10枚のオリジナルアルバム+数々の客演。
そして妄想族及び数多のグループで残してきた数えきれない音源にこそ般若の真の魅力が詰まっています。
現在はソロ以外にもSHINGO★西成&ZORNと共に自身の主催する昭和レコード名義でも活動する般若。
今回紹介する「あの頃じゃねえ」の歌詞を紐解くことで般若の魅力の数パーセントでも知っていただければと思います。
「あの頃じゃねえ」に惹かれる理由
キャリアを総括していく壮大なMV
まずは「あの頃じゃねえ」のMVをご覧いただきましょう。
このMVには般若がヒップホップと出会った頃から2016年までの軌跡が描かれています。
フードを被り自信なさ気に街を歩く男性は若き日の般若を投影した姿です。
十数年に及ぶキャリアを約7分間で総括した「あの頃じゃねえ」のMV。
意味深な場面の連続に早くも心が震えます。
挫折を乗り越え夢を掴むまでを描いた作品
ふてくされるように歩く若き日の般若。
最初に目にするのはコンビニ前で撮影をするB-BOYです。
その他随所にカットインされる撮影風景。
これらは全て般若のキャリアを総括したものです。
撮影シーンは「根こそぎ」、「内部告発」、「グランドスラム」と続いていきます。
カメラを通して私たちが見る光景は自身の過去を俯瞰する般若の視点です。
歌詞とシンクロするように登場する豪華ゲストにも注目したいと思います。
家庭環境のため幼少期より様々な挫折を経験してきた般若。
「あの頃じゃねえ」は般若が過去を振り返りながらマイク1本で夢を掴んでゆく過程を描いた作品です。
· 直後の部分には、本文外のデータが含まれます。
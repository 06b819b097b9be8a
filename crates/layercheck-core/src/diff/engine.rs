//! Snapshot comparison engine.
//!
//! [`compare`] pairs layers by name, quantifies each modification, applies
//! the tolerance filter and classifies significance. Output ordering is by
//! layer name throughout, so identical inputs serialize identically.

use std::collections::{BTreeMap, BTreeSet};

use super::insights::generate_insights;
use super::model::{ComparisonResult, ComparisonSummary, LayerChange, LayerPresence, PropertyChange, Significance};
use super::significance::{classify_modification, classify_presence};
use crate::config::ComparisonConfig;
use crate::errors::{ExError, ExErrorKind};
use crate::model::Point;
use crate::snapshot::LayerSnapshot;
use crate::store::VersionRecord;
use crate::{log_op_end, log_op_start};

/// Stand-in percentage when the base area is zero
pub const UNDEFINED_PCT_SENTINEL: f64 = 1e6;

fn index_by_name<'a>(side: &str, snapshots: &'a [LayerSnapshot]) -> BTreeMap<&'a str, &'a LayerSnapshot> {
    let mut map = BTreeMap::new();
    for s in snapshots {
        if map.insert(s.name.as_str(), s).is_some() {
            tracing::warn!(side, layer_name = %s.name, "duplicate layer snapshot; last entry kept");
        }
    }
    map
}

fn presence(s: &LayerSnapshot) -> LayerPresence {
    LayerPresence {
        layer_name: s.name.clone(),
        category: s.layer_category,
        significance: classify_presence(s.layer_category),
        snapshot: s.clone(),
    }
}

/// Area delta as a fraction of the base, plus whether the base was zero
fn area_pct(base_area: f64, area_delta: f64) -> (f64, bool) {
    if base_area != 0.0 {
        (area_delta / base_area, false)
    } else if area_delta == 0.0 {
        (0.0, false)
    } else {
        (UNDEFINED_PCT_SENTINEL.copysign(area_delta), true)
    }
}

/// Measure the change on a layer present on both sides; `None` when every
/// difference is within tolerance.
fn measure(base: &LayerSnapshot, new: &LayerSnapshot, config: &ComparisonConfig) -> Option<LayerChange> {
    let area_delta = new.area - base.area;
    let (area_pct_delta, area_pct_undefined) = area_pct(base.area, area_delta);
    let centroid_shift = match (base.centroid, new.centroid) {
        (Some(b), Some(n)) => Point::new(n.x - b.x, n.y - b.y),
        _ => Point::default(),
    };
    let shift = centroid_shift.x.hypot(centroid_shift.y);
    let entity_delta = new.entity_count as i64 - base.entity_count as i64;

    let tol = config.tolerance;
    if area_delta.abs() < tol && shift < tol && entity_delta == 0 {
        return None;
    }

    Some(LayerChange {
        layer_name: new.name.clone(),
        category: new.layer_category,
        base_area: base.area,
        new_area: new.area,
        area_delta,
        area_pct_delta,
        area_pct_undefined,
        centroid_shift,
        centroid_shift_distance: shift,
        entity_count_delta: entity_delta,
        significance: classify_modification(
            new.layer_category,
            area_pct_delta,
            area_delta,
            shift,
            entity_delta,
            &config.thresholds,
        ),
    })
}

fn property_changes(base: &LayerSnapshot, new: &LayerSnapshot) -> Vec<PropertyChange> {
    let mut changes = Vec::new();
    if base.assigned_color != new.assigned_color {
        changes.push(PropertyChange::Color {
            layer_name: new.name.clone(),
            base: base.assigned_color,
            new: new.assigned_color,
        });
    }
    if base.linetype != new.linetype {
        changes.push(PropertyChange::Linetype {
            layer_name: new.name.clone(),
            base: base.linetype.clone(),
            new: new.linetype.clone(),
        });
    }
    if base.visible != new.visible {
        changes.push(PropertyChange::Visibility {
            layer_name: new.name.clone(),
            base: base.visible,
            new: new.visible,
        });
    }
    changes
}

/// Compare with the default configuration
pub fn compare(base: &[LayerSnapshot], new: &[LayerSnapshot]) -> ComparisonResult {
    compare_with_config(base, new, &ComparisonConfig::default())
}

pub fn compare_with_config(base: &[LayerSnapshot], new: &[LayerSnapshot], config: &ComparisonConfig) -> ComparisonResult {
    log_op_start!("compare", base_layers = base.len(), new_layers = new.len());
    let start = std::time::Instant::now();

    let base_idx = index_by_name("base", base);
    let new_idx = index_by_name("new", new);
    let base_names: BTreeSet<&str> = base_idx.keys().copied().collect();
    let new_names: BTreeSet<&str> = new_idx.keys().copied().collect();

    let added: Vec<LayerPresence> = new_names.difference(&base_names).map(|n| presence(new_idx[n])).collect();
    let removed: Vec<LayerPresence> = base_names.difference(&new_names).map(|n| presence(base_idx[n])).collect();

    let mut modified = Vec::new();
    let mut props = Vec::new();
    let common: Vec<&str> = base_names.intersection(&new_names).copied().collect();
    for name in &common {
        let (b, n) = (base_idx[name], new_idx[name]);
        if let Some(change) = measure(b, n, config) {
            modified.push(change);
        }
        props.extend(property_changes(b, n));
    }

    let mut summary = ComparisonSummary {
        total_layers_base: base_names.len(),
        total_layers_new: new_names.len(),
        added_count: added.len(),
        removed_count: removed.len(),
        modified_count: modified.len(),
        unchanged_count: common.len() - modified.len(),
        ..ComparisonSummary::default()
    };
    let significances = added
        .iter()
        .chain(&removed)
        .map(|p| p.significance)
        .chain(modified.iter().map(|c| c.significance));
    for sig in significances {
        match sig {
            Significance::Critical => summary.critical_changes += 1,
            Significance::High => summary.high_changes += 1,
            Significance::Medium => summary.medium_changes += 1,
            Significance::Low => summary.low_changes += 1,
        }
    }

    let insights = generate_insights(&added, &removed, &modified, &props, &summary, &config.insights);

    let result = ComparisonResult {
        base_version_id: None,
        new_version_id: None,
        added,
        removed,
        modified,
        property_changes: props,
        summary,
        insights,
    };

    log_op_end!(
        "compare",
        duration_ms = start.elapsed().as_millis() as u64,
        modified_count = result.summary.modified_count,
        critical_count = result.summary.critical_changes
    );
    result
}

/// Compare two stored versions; the result carries their ids.
pub fn compare_versions(base: &VersionRecord, new: &VersionRecord, config: &ComparisonConfig) -> ComparisonResult {
    let mut result = compare_with_config(&base.snapshots, &new.snapshots, config);
    result.base_version_id = Some(base.version_id.to_string());
    result.new_version_id = Some(new.version_id.to_string());
    result
}

/// Check that a result survives a JSON round trip unchanged.
///
/// # Errors
///
/// `ERR_DETERMINISM_VIOLATION` if the decoded value differs,
/// `ERR_SERIALIZATION` if encoding or decoding fails.
pub fn check_round_trip(result: &ComparisonResult) -> Result<(), ExError> {
    let json = serde_json::to_string(result)
        .map_err(|e| ExError::new(ExErrorKind::Serialization).with_op("compare").with_message(e.to_string()))?;
    let decoded: ComparisonResult = serde_json::from_str(&json)
        .map_err(|e| ExError::new(ExErrorKind::Serialization).with_op("compare").with_message(e.to_string()))?;
    if &decoded != result {
        return Err(ExError::new(ExErrorKind::DeterminismViolation)
            .with_op("compare")
            .with_message("comparison result changed across a JSON round trip"));
    }
    Ok(())
}

#[cfg(test)]
mod tests {
    use super::*;

    #[test]
    fn test_area_pct_sentinel() {
        assert_eq!(area_pct(0.0, 5.0), (1e6, true));
        assert_eq!(area_pct(0.0, -5.0), (-1e6, true));
        assert_eq!(area_pct(0.0, 0.0), (0.0, false));
        assert_eq!(area_pct(200.0, 20.0), (0.1, false));
    }
}
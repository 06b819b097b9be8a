//! Layer-name template compilation
//!
//! A template such as `BLK_n_FLR_n_BLT_UP_AREA` uses a lone `n` segment as a
//! numeric placeholder. A segment counts as a placeholder only when the `n`
//! is preceded by the start of the template, `_` or `=`, and followed by the
//! end of the template or `_`. Every other character, including the `n` in
//! words like `OPEN`, is matched literally and case-sensitively.

use std::sync::OnceLock;

use regex::Regex;

/// Matcher derived from a name template
#[derive(Debug, Clone)]
pub enum CompiledPattern {
    /// Template without placeholders, compared byte for byte
    Literal(String),
    /// Anchored regex with each placeholder replaced by `\d+`
    Placeholder { template: String, regex: Regex },
}

impl CompiledPattern {
    pub fn is_match(&self, name: &str) -> bool {
        match self {
            CompiledPattern::Literal(template) => template == name,
            CompiledPattern::Placeholder { regex, .. } => regex.is_match(name),
        }
    }

    pub fn template(&self) -> &str {
        match self {
            CompiledPattern::Literal(template) => template,
            CompiledPattern::Placeholder { template, .. } => template,
        }
    }

    pub fn has_placeholder(&self) -> bool {
        matches!(self, CompiledPattern::Placeholder { .. })
    }
}

/// Byte offsets of every placeholder `n` in `template`
fn placeholder_positions(template: &str) -> Vec<usize> {
    let bytes = template.as_bytes();
    (0..bytes.len())
        .filter(|&i| {
            bytes[i] == b'n'
                && (i == 0 || matches!(bytes[i - 1], b'_' | b'='))
                && (i + 1 == bytes.len() || bytes[i + 1] == b'_')
        })
        .collect()
}

/// Compile a template. Never fails: if the regex cannot be built the
/// template falls back to exact comparison.
pub fn compile(template: &str) -> CompiledPattern {
    let positions = placeholder_positions(template);
    if positions.is_empty() {
        return CompiledPattern::Literal(template.to_string());
    }

    let mut source = String::with_capacity(template.len() + positions.len() * 4 + 2);
    source.push('^');
    let mut cursor = 0;
    for pos in positions {
        source.push_str(&regex::escape(&template[cursor..pos]));
        source.push_str(r"\d+");
        cursor = pos + 1;
    }
    source.push_str(&regex::escape(&template[cursor..]));
    source.push('$');

    match Regex::new(&source) {
        Ok(regex) => CompiledPattern::Placeholder {
            template: template.to_string(),
            regex,
        },
        Err(e) => {
            tracing::warn!(template, error = %e, "pattern fell back to literal match");
            CompiledPattern::Literal(template.to_string())
        }
    }
}

/// Lazily compile a fixed regex held in `cell`
pub(crate) fn cached_regex(cell: &'static OnceLock<Option<Regex>>, source: &str) -> Option<&'static Regex> {
    cell.get_or_init(|| match Regex::new(source) {
        Ok(re) => Some(re),
        Err(e) => {
            tracing::warn!(source, error = %e, "built-in regex failed to compile");
            None
        }
    })
    .as_ref()
}

#[cfg(test)]
mod tests {
    use super::*;

    #[test]
    fn test_placeholder_positions() {
        assert_eq!(placeholder_positions("BLK_n_FLR_n_BLT_UP_AREA"), vec![4, 10]);
        assert_eq!(placeholder_positions("n_STAIR"), vec![0]);
        assert_eq!(placeholder_positions("CAPACITY_L=n"), vec![11]);
        assert!(placeholder_positions("OPEN_SPACE").is_empty());
        assert!(placeholder_positions("_nn_").is_empty());
    }

    #[test]
    fn test_literal_template() {
        let p = compile("PLOT_BOUNDARY");
        assert!(!p.has_placeholder());
        assert!(p.is_match("PLOT_BOUNDARY"));
        assert!(!p.is_match("PLOT_BOUNDARY_1"));
        assert!(!p.is_match("plot_boundary"));
    }

    #[test]
    fn test_metacharacters_are_literal() {
        let p = compile("ROAD.WIDTH_n(m)");
        assert!(!p.has_placeholder());
        assert!(!p.is_match("ROAD.WIDTH_12(m)"));
        let p = compile("ROAD.WIDTH_n_(m)");
        assert!(p.is_match("ROAD.WIDTH_12_(m)"));
        assert!(!p.is_match("ROADXWIDTH_12_(m)"));
    }
}
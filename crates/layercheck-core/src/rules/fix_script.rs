//! AutoLISP rendering of repair actions.
//!
//! The script defines a `FixLayers` command that runs a single `-LAYER`
//! command: `"N"` creates a layer, `"C"` sets an index color and
//! `"C" "T" "r,g,b"` sets a true color.

use super::verdict::FixAction;

const HEADER: &[&str] = &[
    ";; Auto-Generated Fix Script by layercheck",
    ";; Run this script in AutoCAD (Drag & Drop or APPLOAD)",
    "",
    "(defun c:FixLayers ()",
    "  (setvar \"CMDECHO\" 0)",
    "  (command \"-LAYER\"",
];

const FOOTER: &[&str] = &[
    "    \"\")",
    "  (setvar \"CMDECHO\" 1)",
    "  (princ \"\\nLayers Updated Successfully.\")",
    "  (princ)",
    ")",
    "",
    "(princ \"\\nType FixLayers to run the script.\")",
];

/// Quote a value as a LISP string literal
fn lisp_str(value: &str) -> String {
    format!("\"{}\"", value.replace('\\', "\\\\").replace('"', "\\\""))
}

/// `-LAYER` color option for a fix-action color (`"3"` or `"T 255,0,0"`)
fn color_option(color: &str, layer: &str) -> String {
    match color.strip_prefix("T ") {
        Some(rgb) => format!("\"C\" \"T\" {} {}", lisp_str(rgb.trim()), lisp_str(layer)),
        None => format!("\"C\" {} {}", lisp_str(color), lisp_str(layer)),
    }
}

/// Render `actions` as an AutoLISP script.
///
/// Actions with an empty layer or color are skipped. An empty action list
/// still yields a loadable script that changes nothing.
pub fn render_lisp(actions: &[FixAction]) -> String {
    let mut lines: Vec<String> = HEADER.iter().map(|s| s.to_string()).collect();

    for action in actions {
        let (layer, color, create) = match action {
            FixAction::CreateLayer { layer, color } => (layer, color, true),
            FixAction::FixColor { layer, color } => (layer, color, false),
        };
        if layer.is_empty() || color.is_empty() {
            tracing::debug!(?action, "fix action without layer or color skipped");
            continue;
        }
        if create {
            lines.push(format!("    \"N\" {}", lisp_str(layer)));
        }
        lines.push(format!("    {}", color_option(color, layer)));
    }

    lines.extend(FOOTER.iter().map(|s| s.to_string()));
    lines.join("\n")
}

#[cfg(test)]
mod tests {
    use super::*;

    #[test]
    fn test_empty_actions_render_a_no_op_command() {
        let script = render_lisp(&[]);
        assert!(script.contains("(command \"-LAYER\"\n    \"\")"));
    }

    #[test]
    fn test_quotes_in_layer_names_are_escaped() {
        assert_eq!(lisp_str(r#"A"B\C"#), r#""A\"B\\C""#);
    }

    #[test]
    fn test_incomplete_actions_are_skipped() {
        let script = render_lisp(&[FixAction::FixColor {
            layer: String::new(),
            color: "3".to_string(),
        }]);
        assert_eq!(script, render_lisp(&[]));
    }
}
その歌詞には般若が命を懸けて掴み取った夢の軌跡が描かれています。
数多の挫折を乗り越え強く生きる姿勢に私たちは夢を持つことの大切さを教わるのです。
MVの最後、原点に戻るように1stアルバム「おはよう日本」の姿を再現します。
伝えたいのは「自分を信じることの大切さ」
ここからは「あの頃じゃねえ」の歌詞を見ていきましょう。
飾らない言葉と独特の節回しが魅力の般若。
キャリアを重ねるごとにリリックは長くなっていきます。
「あの頃じゃねえ」のリリックを文字数換算するとなんと約1400文字の超大作です!
これは通常の日本語ラップの楽曲と比較すると数倍の情報量になります。
それほどに般若の心の中は伝えたい言葉で溢れているのでしょう。
そのため今回の記事はやや長文になります。
「あの頃じゃねえ」のテーマは「自分を信じることの大切さ」です。
制作に際して挫折や他人への嫉妬心など見たくない過去と向き合う必要がありました。
そして弱い自身の心と向き合った末に出てきたのは「今への感謝」の気持ち...。